The recent conviction of two former Vanderbilt football players, Brandon Vanderburg and Corey Batey, serves as an important example for the very poor defense of voluntary intoxication. In Pennsylvania, much like all other states, voluntary intoxication or a voluntary drugged condition is not a defense to a criminal charge. While in theory a criminal defense attorney would like to argue that intoxication negates the necessary mental element of intent (mens rea) courts have long held that this type of argument does not constitute a viable defense. See 18 Pa.C.S.§308. The intoxication defense is actually an insanity defense except that insanity is a viable argument where the defense can show, through expert testimony, a person’s mental state prevented them from forming the necessary intent to commit a crime.

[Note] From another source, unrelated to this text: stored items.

//! Repository round trips against a real database
//!
//! These tests need a PostgreSQL instance at TEST_DATABASE_URL and are
//! ignored by default. Run with `--ignored` once the database is up.

mod common;

use chrono::{DateTime, Duration, NaiveDate, Utc};
use common::TestApp;
use talentlink_agents::StaffAuthority;
use talentlink_chat::{ChatGroupWithJobSeeker, ChatMessageWithJobSeeker, ChatUserType};
use talentlink_enterprises::{
    ContractPhase, EnterpriseProfile, JobInformationPrefecture, RecruitmentState,
};
use talentlink_job_seekers::{Gender, JobSeekerDesiredIndustry, JobSeekerPhase};

#[test_log::test(tokio::test)]
#[ignore] // Requires TEST_DATABASE_URL
async fn test_agent_round_trip() {
    let app = TestApp::new().await.unwrap();

    let agent = app.create_agent().await.unwrap();
    let found = app.repos.agents.agents.find_by_id(agent.id).await.unwrap();
    assert_eq!(found, agent);

    let by_uuid = app.repos.agents.agents.find_by_uuid(agent.uuid).await.unwrap();
    assert_eq!(by_uuid.id, agent.id);
}

#[test_log::test(tokio::test)]
#[ignore] // Requires TEST_DATABASE_URL
async fn test_job_seeker_round_trip_preserves_every_column() {
    let app = TestApp::new().await.unwrap();
    let agent = app.create_agent().await.unwrap();
    let repo = &app.repos.job_seekers.job_seekers;

    let mut seeker = talentlink_job_seekers::JobSeeker::new(
        agent.id,
        "Tanaka".to_string(),
        "Taro".to_string(),
        "080-1234-5678".to_string(),
        "tanaka@example.com".to_string(),
    )
    .unwrap();
    seeker.gender = Gender::Male;
    seeker.birthday = NaiveDate::from_ymd_opt(1990, 4, 1);
    seeker.phase = JobSeekerPhase::Interviewed;
    repo.create(&mut seeker).await.unwrap();

    let found = repo.find_by_id(seeker.id).await.unwrap();
    assert_eq!(found, seeker);
}

#[test_log::test(tokio::test)]
#[ignore] // Requires TEST_DATABASE_URL
async fn test_find_by_id_on_missing_row_is_not_found() {
    let app = TestApp::new().await.unwrap();

    let err = app
        .repos
        .enterprises
        .job_informations
        .find_by_id(i64::MAX)
        .await
        .unwrap_err();
    assert!(err.is_not_found());

    let err = app
        .repos
        .chat
        .chat_groups
        .find_by_uuid(uuid::Uuid::new_v4())
        .await
        .unwrap_err();
    assert!(err.is_not_found());
}

#[test_log::test(tokio::test)]
#[ignore] // Requires TEST_DATABASE_URL
async fn test_narrow_update_changes_only_target_column() {
    let app = TestApp::new().await.unwrap();
    let agent = app.create_agent().await.unwrap();
    let job = app
        .create_job_information(agent.id, "Backend engineer")
        .await
        .unwrap();
    let repo = &app.repos.enterprises.job_informations;

    repo.update_recruitment_state(job.id, RecruitmentState::Closed)
        .await
        .unwrap();

    let after = repo.find_by_id(job.id).await.unwrap();
    assert_eq!(after.recruitment_state, RecruitmentState::Closed);
    assert_eq!(after.title, job.title);
    assert_eq!(after.billing_address_id, job.billing_address_id);
    assert_eq!(after.created_at, job.created_at);
    assert!(after.updated_at >= job.updated_at);
}

#[test_log::test(tokio::test)]
#[ignore] // Requires TEST_DATABASE_URL
async fn test_full_update_persists_every_mutable_column() {
    let app = TestApp::new().await.unwrap();
    let agent = app.create_agent().await.unwrap();
    let staff = app.create_staff(agent.id).await.unwrap();
    let seeker = app
        .create_job_seeker(agent.id, "Tanaka", "Taro", "080-1234-5678")
        .await
        .unwrap();
    let repo = &app.repos.job_seekers.job_seekers;

    let mut edited = seeker.clone();
    edited.last_name = "Suzuki".to_string();
    edited.agent_staff_id = Some(staff.id);
    edited.phase = JobSeekerPhase::Offered;
    edited.agreement = true;
    edited.can_view_matching_job = true;
    edited.acceptance_points = "pts".to_string();
    edited.last_watched_at = Some(seeker.created_at);

    let rows = repo.update(seeker.id, &edited).await.unwrap();
    assert_eq!(rows, 1);

    let after = repo.find_by_id(seeker.id).await.unwrap();
    assert!(after.updated_at >= seeker.updated_at);
    edited.updated_at = after.updated_at;
    assert_eq!(after, edited);
}

/// `created_at` is fixed and `updated_at` never moves backwards across a narrow update
fn assert_narrow_stamps(
    label: &str,
    before: (DateTime<Utc>, DateTime<Utc>),
    after: (DateTime<Utc>, DateTime<Utc>),
) {
    assert_eq!(after.0, before.0, "{label}: created_at changed");
    assert!(after.1 >= before.1, "{label}: updated_at went backwards");
}

#[test_log::test(tokio::test)]
#[ignore] // Requires TEST_DATABASE_URL
async fn test_narrow_updates_keep_created_at_and_advance_updated_at() {
    let app = TestApp::new().await.unwrap();
    let agent = app.create_agent().await.unwrap();
    let job = app
        .create_job_information(agent.id, "Accountant")
        .await
        .unwrap();
    let enterprises = &app.repos.enterprises;
    let staffs = &app.repos.agents.agent_staffs;

    let address = enterprises
        .billing_addresses
        .find_by_id(job.billing_address_id)
        .await
        .unwrap();
    enterprises
        .billing_addresses
        .update_contract_phase(address.id, ContractPhase::Contracted)
        .await
        .unwrap();
    let address_after = enterprises
        .billing_addresses
        .find_by_id(address.id)
        .await
        .unwrap();
    assert_eq!(address_after.contract_phase, ContractPhase::Contracted);
    assert_narrow_stamps(
        "billing address",
        (address.created_at, address.updated_at),
        (address_after.created_at, address_after.updated_at),
    );

    enterprises
        .job_informations
        .update_recruitment_state(job.id, RecruitmentState::Paused)
        .await
        .unwrap();
    let job_after = enterprises.job_informations.find_by_id(job.id).await.unwrap();
    assert_eq!(job_after.recruitment_state, RecruitmentState::Paused);
    assert_narrow_stamps(
        "job information",
        (job.created_at, job.updated_at),
        (job_after.created_at, job_after.updated_at),
    );

    let staff = staffs.find_by_id(address.agent_staff_id).await.unwrap();
    staffs
        .update_authority(staff.id, StaffAuthority::Admin)
        .await
        .unwrap();
    let staff_after = staffs.find_by_id(staff.id).await.unwrap();
    assert_eq!(staff_after.authority, StaffAuthority::Admin);
    assert_eq!(staff_after.email, staff.email);
    assert_narrow_stamps(
        "agent staff",
        (staff.created_at, staff.updated_at),
        (staff_after.created_at, staff_after.updated_at),
    );
}

#[test_log::test(tokio::test)]
#[ignore] // Requires TEST_DATABASE_URL
async fn test_backdating_leaves_updated_at() {
    let app = TestApp::new().await.unwrap();
    let agent = app.create_agent().await.unwrap();
    let seeker = app
        .create_job_seeker(agent.id, "Sato", "Hanako", "090-0000-0000")
        .await
        .unwrap();
    let repo = &app.repos.job_seekers.job_seekers;
    let backdated = seeker.created_at - Duration::days(30);

    repo.update_created_at(seeker.id, backdated).await.unwrap();

    let after = repo.find_by_id(seeker.id).await.unwrap();
    assert_eq!(after.created_at, backdated);
    assert_eq!(after.updated_at, seeker.updated_at);
}

#[test_log::test(tokio::test)]
#[ignore] // Requires TEST_DATABASE_URL
async fn test_delete_by_parent_leaves_other_parents() {
    let app = TestApp::new().await.unwrap();
    let agent = app.create_agent().await.unwrap();
    let first = app.create_job_information(agent.id, "First").await.unwrap();
    let second = app.create_job_information(agent.id, "Second").await.unwrap();
    let prefectures = &app.repos.enterprises.job_information_prefectures;

    for (job_id, prefecture) in [(first.id, 13), (first.id, 14), (second.id, 27)] {
        let mut row = JobInformationPrefecture::new(job_id, prefecture);
        prefectures.create(&mut row).await.unwrap();
    }

    let removed = prefectures
        .delete_by_job_information_id(first.id)
        .await
        .unwrap();

    assert_eq!(removed, 2);
    assert!(prefectures
        .get_by_job_information_id(first.id)
        .await
        .unwrap()
        .is_empty());
    let remaining = prefectures
        .get_by_job_information_id(second.id)
        .await
        .unwrap();
    assert_eq!(remaining.len(), 1);
    assert_eq!(remaining[0].prefecture, 27);

    let by_agent = prefectures.get_by_agent_id(agent.id).await.unwrap();
    assert_eq!(by_agent, remaining);
}

#[test_log::test(tokio::test)]
#[ignore] // Requires TEST_DATABASE_URL
async fn test_detail_rows_by_job_seeker_list() {
    let app = TestApp::new().await.unwrap();
    let agent = app.create_agent().await.unwrap();
    let a = app
        .create_job_seeker(agent.id, "Ito", "Ken", "")
        .await
        .unwrap();
    let b = app
        .create_job_seeker(agent.id, "Kato", "Yui", "")
        .await
        .unwrap();
    let industries = &app.repos.job_seekers.desired_industries;

    for (seeker_id, rank) in [(a.id, 1), (a.id, 2), (b.id, 1)] {
        let mut row = JobSeekerDesiredIndustry::new(seeker_id, 5, rank);
        industries.create(&mut row).await.unwrap();
    }

    let rows = industries
        .get_by_job_seeker_id_list(&[a.id, b.id])
        .await
        .unwrap();
    assert_eq!(rows.len(), 3);
    assert_eq!(industries.get_by_agent_id(agent.id).await.unwrap(), rows);
}

#[test_log::test(tokio::test)]
#[ignore] // Requires TEST_DATABASE_URL
async fn test_enterprise_hierarchy_lookups() {
    let app = TestApp::new().await.unwrap();
    let agent = app.create_agent().await.unwrap();
    let other = app.create_agent().await.unwrap();
    let job = app.create_job_information(agent.id, "Designer").await.unwrap();
    app.create_job_information(other.id, "Elsewhere").await.unwrap();
    let enterprises = &app.repos.enterprises;

    let listings = enterprises
        .job_informations
        .get_by_agent_id(agent.id)
        .await
        .unwrap();
    assert_eq!(listings, vec![job.clone()]);

    let addresses = enterprises
        .billing_addresses
        .get_by_agent_id(agent.id)
        .await
        .unwrap();
    assert_eq!(addresses.len(), 1);
    assert_eq!(addresses[0].id, job.billing_address_id);

    let profiles: Vec<EnterpriseProfile> = enterprises
        .enterprise_profiles
        .get_by_agent_id(agent.id)
        .await
        .unwrap();
    assert_eq!(profiles.len(), 1);
    assert_eq!(profiles[0].id, addresses[0].enterprise_id);
}

#[test_log::test(tokio::test)]
#[ignore] // Requires TEST_DATABASE_URL
async fn test_chat_latest_message_per_group() {
    let app = TestApp::new().await.unwrap();
    let agent = app.create_agent().await.unwrap();
    let seeker = app
        .create_job_seeker(agent.id, "Mori", "Aoi", "")
        .await
        .unwrap();
    let chat = &app.repos.chat;

    let mut group = ChatGroupWithJobSeeker::new(agent.id, seeker.id);
    chat.chat_groups.create(&mut group).await.unwrap();

    for (user_type, body) in [
        (ChatUserType::Agent, "Hello"),
        (ChatUserType::JobSeeker, "Hi there"),
    ] {
        let mut message =
            ChatMessageWithJobSeeker::text(group.id, user_type, body.to_string()).unwrap();
        chat.chat_messages.create(&mut message).await.unwrap();
    }

    let latest = chat
        .chat_messages
        .get_latest_by_group_id_list(&[group.id])
        .await
        .unwrap();
    assert_eq!(latest.len(), 1);
    assert_eq!(latest[0].message, "Hi there");

    assert_eq!(
        chat.chat_groups
            .count_unwatched_by_agent_id(agent.id)
            .await
            .unwrap(),
        1
    );
    assert_eq!(
        chat.chat_messages
            .count_unread_by_group_id(group.id, None)
            .await
            .unwrap(),
        1
    );

    chat.chat_groups
        .update_agent_last_watched_at(group.id, talentlink_common::now_utc())
        .await
        .unwrap();
    assert_eq!(
        chat.chat_groups
            .count_unwatched_by_agent_id(agent.id)
            .await
            .unwrap(),
        0
    );
}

Voluntary intoxication is only a defense in murder cases where the defense seeks to mitigate the degree of murder from first to the second degree. First degree murder involves deliberation or premeditation and so the defense argument is that the intoxicated state inhibited the ability to plan a murder. Deliberation or premeditation does not, however, require a certain amount of time and the law is very clear that it can be formed in a matter of seconds.
Defense attorneys in the Vanderbilt case argued that the player’s drunken state combined with their environment prevented them from forming the necessary mental intent to commit the rape. The jury, however, did not find this argument credible and convicted both men in less than three hours of deliberation after listening to twelve days of evidence and argument. It appears that that defense attorneys in this case attempted to argue that the alcohol, drugs, and environment created an idiosyncratic reaction on the defendants. Again, however, this is an extremely weak argument because a particular mental state, however unusual, which develops following the voluntary ingestion of alcohol and drugs is irrelevant. The prosecution in this case correctly brought to the jury’s attention that the defense’s argument was not based on any relevant scientific method process or research but the defense experts subjective belief. The defense’s expert attempted to assert a M’Naghten argument which says that the defendant suffered from a mental disease or defect at the time of the crime to prevent him from appreciating the nature of its wrongfulness.
M’Naghten is the generally accepted test for criminal insanity which is named for the case of Daniel M’Naghten who in 1843 attempted to assassinate England’s Prime Minister, Sir Robert Peel. M’Naghten was found not guilty at trial by reason of insanity. The rule states that a defendant can be found not guilty when the defense can establish that the defendant’s mental state at the time of the incident prevented him from recognizing the nature of his actions. All states including Pennsylvania and Tennessee, have codified this rule which requires the defense to establish proof of this mental state by a “preponderance of the evidence” which is much less than the amount of evidence needed to convict a person of a crime which is beyond a reasonable doubt.
In closing, it’s important to remember that a defense based on voluntary intoxication is weak. If you are charged with a crime and believe that your mental state caused you to commit it you must explain the circumstances of that state to your attorney so that he or she may properly investigate the viability of this argument with the assistance of a licensed professional.